Source : regardconscient.net
par Marc-André Cotton
Cet article est paru dans la revue Regard conscient No 10 (juin 2003)
Résumé : Intervenir lorsqu’un enfant est humilié ou violenté implique d’accepter d’accueillir nos propres souffrances. Témoignage.
En ouvrant peu à peu les yeux sur la profondeur de ma souffrance et sur les conséquences du mépris infligé à la conscience qu’incarne chaque enfant, je me suis vite senti interpellé par la question de savoir ce que je pouvais faire pour que cela change. La réalité que j’entrevoyais me paraissait insoutenable. Dans mon désarroi, j’aurais souhaité par exemple qu’on puisse imposer la lecture des livres d’Alice Miller à tous les parents. Inconsciemment, je voulais éviter d’être davantage confronté à mon histoire et à ce que j’avais moi-même reproduit sur mes enfants.
Projection de ma souffrance
Lorsque je voyais un adulte humilier ou frapper un enfant, j’étais saisi d’une révolte et paralysé en même temps à l’idée d’intervenir. Un jour dans un bus, alors que je venais de revivre en thérapie l’horreur d’une douche froide que ma mère m’avait infligée, j’entendis une jeune femme menacer tranquillement sa fillette de la même torture. J’avais envie de lui parler de mon vécu, mais restai pétrifié. J’étais incapable d’articuler un mot, de crainte qu’elle ne retourne sa colère contre moi. Sans m’en rendre compte, je projetais sur cette femme la terreur vécue face à ma mère et voulais la faire taire pour ne pas ressentir ma propre souffrance. Dans ces conditions, en supposant que j’aie pu surmonter ma stupeur, je l’aurais certainement condamnée. Elle se serait sentie menacée par une terreur similaire et aurait vraisemblablement rejeté mon intervention.

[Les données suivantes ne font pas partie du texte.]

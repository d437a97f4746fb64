//! Error types for model execution and plugin loading.

use std::error::Error;
use std::fmt;
use std::path::PathBuf;

/// Errors signalled by a system model.
#[derive(Clone, Debug, PartialEq, Eq)]
pub enum ModelError {
    /// The configuration hook rejected its options.
    ConfigurationFailed {
        /// Human-readable description of the failure.
        reason: String,
    },
    /// A predict step failed.
    PredictionFailed {
        /// Human-readable description of the failure.
        reason: String,
    },
}

impl fmt::Display for ModelError {
    fn fmt(&self, f: &mut fmt::Formatter<'_>) -> fmt::Result {
        match self {
            Self::ConfigurationFailed { reason } => {
                write!(f, "model configuration failed: {reason}")
            }
            Self::PredictionFailed { reason } => write!(f, "model prediction failed: {reason}"),
        }
    }
}

impl Error for ModelError {}

/// Errors resolving or loading a model. Always fatal to the invoking
/// command.
#[derive(Debug)]
pub enum LoadError {
    /// No library matching the logical name exists on the search path.
    /// Every directory tried is listed.
    NotFound {
        /// The logical model name.
        name: String,
        /// Every path that was checked, in search order.
        searched: Vec<PathBuf>,
    },
    /// The name is not present in an in-process registry.
    NotRegistered {
        /// The logical model name.
        name: String,
    },
    /// The library file exists but could not be loaded.
    Open {
        /// The library path.
        path: PathBuf,
        /// Loader detail from the platform.
        detail: String,
    },
    /// The library loads but lacks the factory export.
    MissingEntryPoint {
        /// The library path.
        path: PathBuf,
        /// Symbol-lookup detail from the platform.
        detail: String,
    },
}

impl fmt::Display for LoadError {
    fn fmt(&self, f: &mut fmt::Formatter<'_>) -> fmt::Result {
        match self {
            Self::NotFound { name, searched } => {
                write!(f, "model '{name}' not found in the following paths:")?;
                for path in searched {
                    write!(f, "\n  {}", path.display())?;
                }
                Ok(())
            }
            Self::NotRegistered { name } => {
                write!(f, "model '{name}' is not registered")
            }
            Self::Open { path, detail } => {
                write!(f, "could not load {}: {detail}", path.display())
            }
            Self::MissingEntryPoint { path, detail } => {
                write!(
                    f,
                    "{} has no model factory export ({detail}); \
                     was it built with export_model!?",
                    path.display()
                )
            }
        }
    }
}

impl Error for LoadError {}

Au cours de mon travail thérapeutique, il m’a été difficile d’accepter que je puisse moi-même incarner le parent abusif qui utilise ses blessures pour justifier ses actes. Mais en réalisant cela et en continuant d’accueillir mon passé, des situations délicates de ce genre m’apparurent sous un jour nouveau. Je pouvais voir l’adulte emporté dans la répétition compulsive de sa souffrance, tout en le considérant comme pleinement responsable de s’ouvrir à son histoire personnelle au lieu de rejouer sur son enfant. Dans certains cas, il me fut possible d’intervenir tout en sachant que le parent se sentant pris en faute - donc coupable - allait m’opposer ses défenses et que celles-ci feraient écho à celles que mes parents m’avaient opposées : Vous n’avez pas de leçon à me donner ! Les enfants doivent apprendre à obéir ! Pensez-vous être plus malin que les autres ?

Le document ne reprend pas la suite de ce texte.